When talking about survivability a key point to start with is risk. Risk is the possibility for suffering harm or loss, and survivability is making sure that that an organization never has complete loss. The key with risk is to determine the areas where the organization can suffer from loss. Once these areas have been determined, the proper countermeasures or controls must be put into place in order to prevent these areas from being completely destroyed. Critical intellectual property (IP) is what gives an organization net worth. If that IP can be destroyed then the company could also be destroyed. Once the IP has been identified, the next step is looking at what damage could potentially happen to the IP and what are the weaknesses of the organization that would allow it to happen. There is a simple formula which can be used to calculate risk:
Risk = (threat x vulnerabilities x probability x impact)/countermeasures
Understanding and calculating risk allows an organization to better understand their points of exposure. If an organization is going to survive, it is critical that they are able to protect and limit the damage that exposure points may sustain.

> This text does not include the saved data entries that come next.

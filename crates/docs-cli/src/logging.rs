//! Logging infrastructure using `tracing` and `tracing-subscriber`.
//!
//! # Log Levels
//!
//! - `error`: failed renders, fatal errors
//! - `warn`: rejected version selections, listener failures
//! - `info`: build stages and written pages
//! - `debug`: version changes and route resolution
//! - `trace`: scroll-spy changes

use std::fs::OpenOptions;
use std::io::{self, Write};
use std::path::PathBuf;
use std::sync::{Arc, Mutex};

use tracing::level_filters::LevelFilter;
use tracing_subscriber::{
    EnvFilter,
    fmt::{self, MakeWriter},
    layer::SubscriberExt,
    util::SubscriberInitExt,
};

/// Crates whose events are shown at the configured level.
const DOCS_CRATES: [&str; 5] = [
    "docs_cli",
    "docs_content",
    "docs_core",
    "docs_model",
    "docs_render",
];

/// Configuration for logging behavior.
#[derive(Debug, Clone)]
pub struct LogConfig {
    pub level_filter: LevelFilter,
    /// Let `RUST_LOG` override `level_filter` when it is set.
    pub use_env_filter: bool,
    pub with_timestamps: bool,
    /// Whether to include target (module path) in log output.
    pub with_target: bool,
    pub with_ansi: bool,
    pub format: LogFormat,
    /// Optional log file path. When set, logs are written to the file.
    pub log_file: Option<PathBuf>,
}

/// Log output format.
#[derive(Debug, Clone, Copy, Default, PartialEq, Eq)]
pub enum LogFormat {
    /// Human-readable pretty format with colors.
    #[default]
    Pretty,
    /// Compact single-line format.
    Compact,
    /// JSON format for machine parsing.
    Json,
}

impl Default for LogConfig {
    fn default() -> Self {
        Self {
            level_filter: LevelFilter::WARN,
            use_env_filter: true,
            with_timestamps: false,
            with_target: false,
            with_ansi: true,
            format: LogFormat::default(),
            log_file: None,
        }
    }
}

impl LogConfig {
    #[must_use]
    pub fn with_level_filter(mut self, level_filter: LevelFilter) -> Self {
        self.level_filter = level_filter;
        self
    }

    #[must_use]
    pub fn with_format(mut self, format: LogFormat) -> Self {
        self.format = format;
        self
    }

    /// Set the log file path (writes to stderr when None).
    #[must_use]
    pub fn with_log_file(mut self, path: Option<PathBuf>) -> Self {
        self.log_file = path;
        self
    }
}

/// Initialize the global tracing subscriber. Call once at startup.
///
/// # Errors
///
/// Returns an error if the log file cannot be opened.
pub fn init_logging(config: &LogConfig) -> io::Result<()> {
    if let Some(path) = &config.log_file {
        let file = OpenOptions::new().create(true).append(true).open(path)?;
        init_logging_with_writer(config, SharedFileWriter::new(file));
    } else {
        init_logging_with_writer(config, io::stderr);
    }
    Ok(())
}

/// Initialize logging with a custom writer.
pub fn init_logging_with_writer<W>(config: &LogConfig, writer: W)
where
    W: for<'writer> MakeWriter<'writer> + Send + Sync + 'static,
{
    let filter = build_env_filter(config);

    match config.format {
        LogFormat::Json => {
            let layer = fmt::layer()
                .json()
                .with_writer(writer)
                .with_target(config.with_target);
            tracing_subscriber::registry()
                .with(filter)
                .with(layer)
                .init();
        }
        LogFormat::Compact => {
            let layer = fmt::layer()
                .compact()
                .with_writer(writer)
                .with_ansi(config.with_ansi)
                .with_target(config.with_target);
            if config.with_timestamps {
                tracing_subscriber::registry()
                    .with(filter)
                    .with(layer)
                    .init();
            } else {
                tracing_subscriber::registry()
                    .with(filter)
                    .with(layer.without_time())
                    .init();
            }
        }
        LogFormat::Pretty => {
            let layer = fmt::layer()
                .with_writer(writer)
                .with_ansi(config.with_ansi)
                .with_target(config.with_target);
            if config.with_timestamps {
                tracing_subscriber::registry()
                    .with(filter)
                    .with(layer)
                    .init();
            } else {
                tracing_subscriber::registry()
                    .with(filter)
                    .with(layer.without_time())
                    .init();
            }
        }
    }
}

#[derive(Clone)]
struct SharedFileWriter {
    file: Arc<Mutex<std::fs::File>>,
}

impl SharedFileWriter {
    fn new(file: std::fs::File) -> Self {
        Self {
            file: Arc::new(Mutex::new(file)),
        }
    }
}

struct SharedFileGuard {
    file: Arc<Mutex<std::fs::File>>,
}

impl Write for SharedFileGuard {
    fn write(&mut self, buf: &[u8]) -> io::Result<usize> {
        let mut guard = self
            .file
            .lock()
            .map_err(|_| io::Error::other("log file lock poisoned"))?;
        guard.write(buf)
    }

    fn flush(&mut self) -> io::Result<()> {
        let mut guard = self
            .file
            .lock()
            .map_err(|_| io::Error::other("log file lock poisoned"))?;
        guard.flush()
    }
}

impl<'a> MakeWriter<'a> for SharedFileWriter {
    type Writer = SharedFileGuard;

    fn make_writer(&'a self) -> Self::Writer {
        SharedFileGuard {
            file: Arc::clone(&self.file),
        }
    }
}

/// Directive string for the configured level; other crates stay at warn.
fn default_directives(level_filter: LevelFilter) -> String {
    let level = level_filter.to_string().to_lowercase();
    let mut directives = vec!["warn".to_string()];
    directives.extend(DOCS_CRATES.iter().map(|krate| format!("{krate}={level}")));
    directives.join(",")
}

fn build_env_filter(config: &LogConfig) -> EnvFilter {
    let fallback = || EnvFilter::new(default_directives(config.level_filter));
    if config.use_env_filter {
        EnvFilter::try_from_default_env().unwrap_or_else(|_| fallback())
    } else {
        fallback()
    }
}

#[cfg(test)]
mod tests {
    use super::*;

    #[test]
    fn directives_cover_every_docs_crate() {
        assert_eq!(
            default_directives(LevelFilter::DEBUG),
            "warn,docs_cli=debug,docs_content=debug,docs_core=debug,docs_model=debug,docs_render=debug"
        );
    }

    #[test]
    fn off_level_is_lowercased() {
        assert!(default_directives(LevelFilter::OFF).ends_with("docs_render=off"));
    }
}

Threats represent possible danger and come in many different shapes and sizes. When you are putting together the risk formula, threat is what drives the train. Threat is the starting point that is used to calculate all of the other variables that are needed to come up with a formula for risk. All organizations have different threats based on their type of organization. Therefore there is no way to generate a generic list of threats. For organizations to assess threats, they must focus on their specific vertical of business and their specific intellectual property. If you think about it, the threats that a major defense contractor faces are much different from the threats that an online store faces. Threat tells an organization what to worry about in the risk formula. While threat allows us to focus our effort, in many cases there is nothing you can do about a particular threat. In order to reduce the overall risk, one of the risk formula variables other than threat must be lowered, which is vulnerabilities. In the risk formula, threat is used to calculate the risk and vulnerabilities are used to reduce the risk.